The lack of awareness by the general public regarding this issue is another big problem. Cyber experts often stress that the issue is not whether or not a person has been hacked, but how many times has it happened already. There are already numerous websites that can be used for checking if an email address was noticed on dark web black markets. Websites such as Have I Been Pwned contain massive databases, listing emails that are believed to be compromised.
Another researcher, Recorded Future’s Andrei Barysevich, stated that no one is immune to personal information theft in this day and age. Because of that, internet users need to be aware of such dangers, and they need to learn to adapt to them. This includes things like using different passwords for each account, as well as making these passwords long and complex so that they are not easily guessed. Furthermore, security protocols like two-factor authentication can help, and credit monitoring services are another way to keep an eye on credit profiles.

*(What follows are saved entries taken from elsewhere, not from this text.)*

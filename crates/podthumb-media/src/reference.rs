//! Reference images sent to, and images received from, the image model.

use std::io::Cursor;
use std::path::Path;

use image::imageops::FilterType;
use image::{DynamicImage, ImageFormat};
use tokio::fs;

use crate::error::MediaResult;
use crate::fs_utils::write_atomic;

/// Minimum side of a square reference after center cropping.
pub const REFERENCE_MIN_SIDE: u32 = 512;

/// Image bytes with their MIME type.
#[derive(Debug, Clone, PartialEq)]
pub struct EncodedImage {
    pub mime_type: String,
    pub bytes: Vec<u8>,
}

impl EncodedImage {
    pub fn new(mime_type: impl Into<String>, bytes: Vec<u8>) -> Self {
        Self {
            mime_type: mime_type.into(),
            bytes,
        }
    }

    pub fn png(bytes: Vec<u8>) -> Self {
        Self::new("image/png", bytes)
    }
}

/// MIME type from a file extension. Unknown extensions are treated as PNG.
pub fn mime_for_path(path: &Path) -> &'static str {
    let ext = path
        .extension()
        .map(|e| e.to_string_lossy().to_ascii_lowercase())
        .unwrap_or_default();
    match ext.as_str() {
        "jpg" | "jpeg" => "image/jpeg",
        "webp" => "image/webp",
        "gif" => "image/gif",
        "mp4" | "m4v" => "video/mp4",
        "mov" => "video/quicktime",
        "webm" => "video/webm",
        "mkv" => "video/x-matroska",
        "avi" => "video/x-msvideo",
        _ => "image/png",
    }
}

/// Decode a reference, optionally center-crop it to a square (upscaled to at
/// least [`REFERENCE_MIN_SIDE`]), and re-encode as PNG.
pub fn prepare_reference(path: &Path, crop_square: bool) -> MediaResult<EncodedImage> {
    let img = image::open(path)?;
    let img = if crop_square {
        square_center_crop(&img, REFERENCE_MIN_SIDE)
    } else {
        img
    };
    encode_png(&img).map(EncodedImage::png)
}

/// Read a reference as-is, without decoding.
pub async fn load_reference(path: &Path) -> MediaResult<EncodedImage> {
    let bytes = fs::read(path).await?;
    Ok(EncodedImage::new(mime_for_path(path), bytes))
}

/// Persist a generated image at `out_path` as PNG.
///
/// PNG payloads are written verbatim; anything else is transcoded.
pub async fn save_generated_image(image: &EncodedImage, out_path: &Path) -> MediaResult<()> {
    if image.mime_type.eq_ignore_ascii_case("image/png") {
        return write_atomic(out_path, &image.bytes).await;
    }
    let decoded = image::load_from_memory(&image.bytes)?;
    let png = encode_png(&decoded)?;
    write_atomic(out_path, png).await
}

fn square_center_crop(img: &DynamicImage, min_side: u32) -> DynamicImage {
    let side = img.width().min(img.height());
    let left = (img.width() - side) / 2;
    let top = (img.height() - side) / 2;
    let cropped = img.crop_imm(left, top, side, side);
    if side < min_side {
        cropped.resize_exact(min_side, min_side, FilterType::Lanczos3)
    } else {
        cropped
    }
}

fn encode_png(img: &DynamicImage) -> MediaResult<Vec<u8>> {
    let mut buf = Vec::new();
    img.write_to(&mut Cursor::new(&mut buf), ImageFormat::Png)?;
    Ok(buf)
}

#[cfg(test)]
mod tests {
    use super::*;
    use tempfile::TempDir;

    #[test]
    fn test_mime_for_path() {
        assert_eq!(mime_for_path(Path::new("a.JPG")), "image/jpeg");
        assert_eq!(mime_for_path(Path::new("clip.mov")), "video/quicktime");
        assert_eq!(mime_for_path(Path::new("noext")), "image/png");
    }

    #[test]
    fn test_prepare_reference_squares_and_upscales() {
        let dir = TempDir::new().unwrap();
        let path = dir.path().join("crop.png");
        image::RgbImage::new(300, 200).save(&path).unwrap();

        let encoded = prepare_reference(&path, true).unwrap();
        assert_eq!(encoded.mime_type, "image/png");
        let decoded = image::load_from_memory(&encoded.bytes).unwrap();
        assert_eq!((decoded.width(), decoded.height()), (512, 512));
    }

    #[test]
    fn test_prepare_reference_without_crop_keeps_size() {
        let dir = TempDir::new().unwrap();
        let path = dir.path().join("frame.jpg");
        image::RgbImage::new(64, 32).save(&path).unwrap();

        let encoded = prepare_reference(&path, false).unwrap();
        let decoded = image::load_from_memory(&encoded.bytes).unwrap();
        assert_eq!((decoded.width(), decoded.height()), (64, 32));
    }

    #[tokio::test]
    async fn test_save_generated_jpeg_is_transcoded() {
        let dir = TempDir::new().unwrap();
        let mut jpeg = Vec::new();
        DynamicImage::ImageRgb8(image::RgbImage::new(8, 8))
            .write_to(&mut Cursor::new(&mut jpeg), ImageFormat::Jpeg)
            .unwrap();

        let out = dir.path().join("headshot.png");
        save_generated_image(&EncodedImage::new("image/jpeg", jpeg), &out)
            .await
            .unwrap();

        let written = std::fs::read(&out).unwrap();
        assert_eq!(
            image::guess_format(&written).unwrap(),
            image::ImageFormat::Png
        );
    }
}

Migliano notes that most people have likely already had their data stolen and sold on the dark web. This is not something that anyone can do anything about. Regular internet users can do little to prevent website hacks and large data thefts. They can, however, secure your data as best as they can, and keep changing login credentials on regular basis. Minimalizing risks is currently the best that anyone can do, and the key to doing it is sensible online behavior.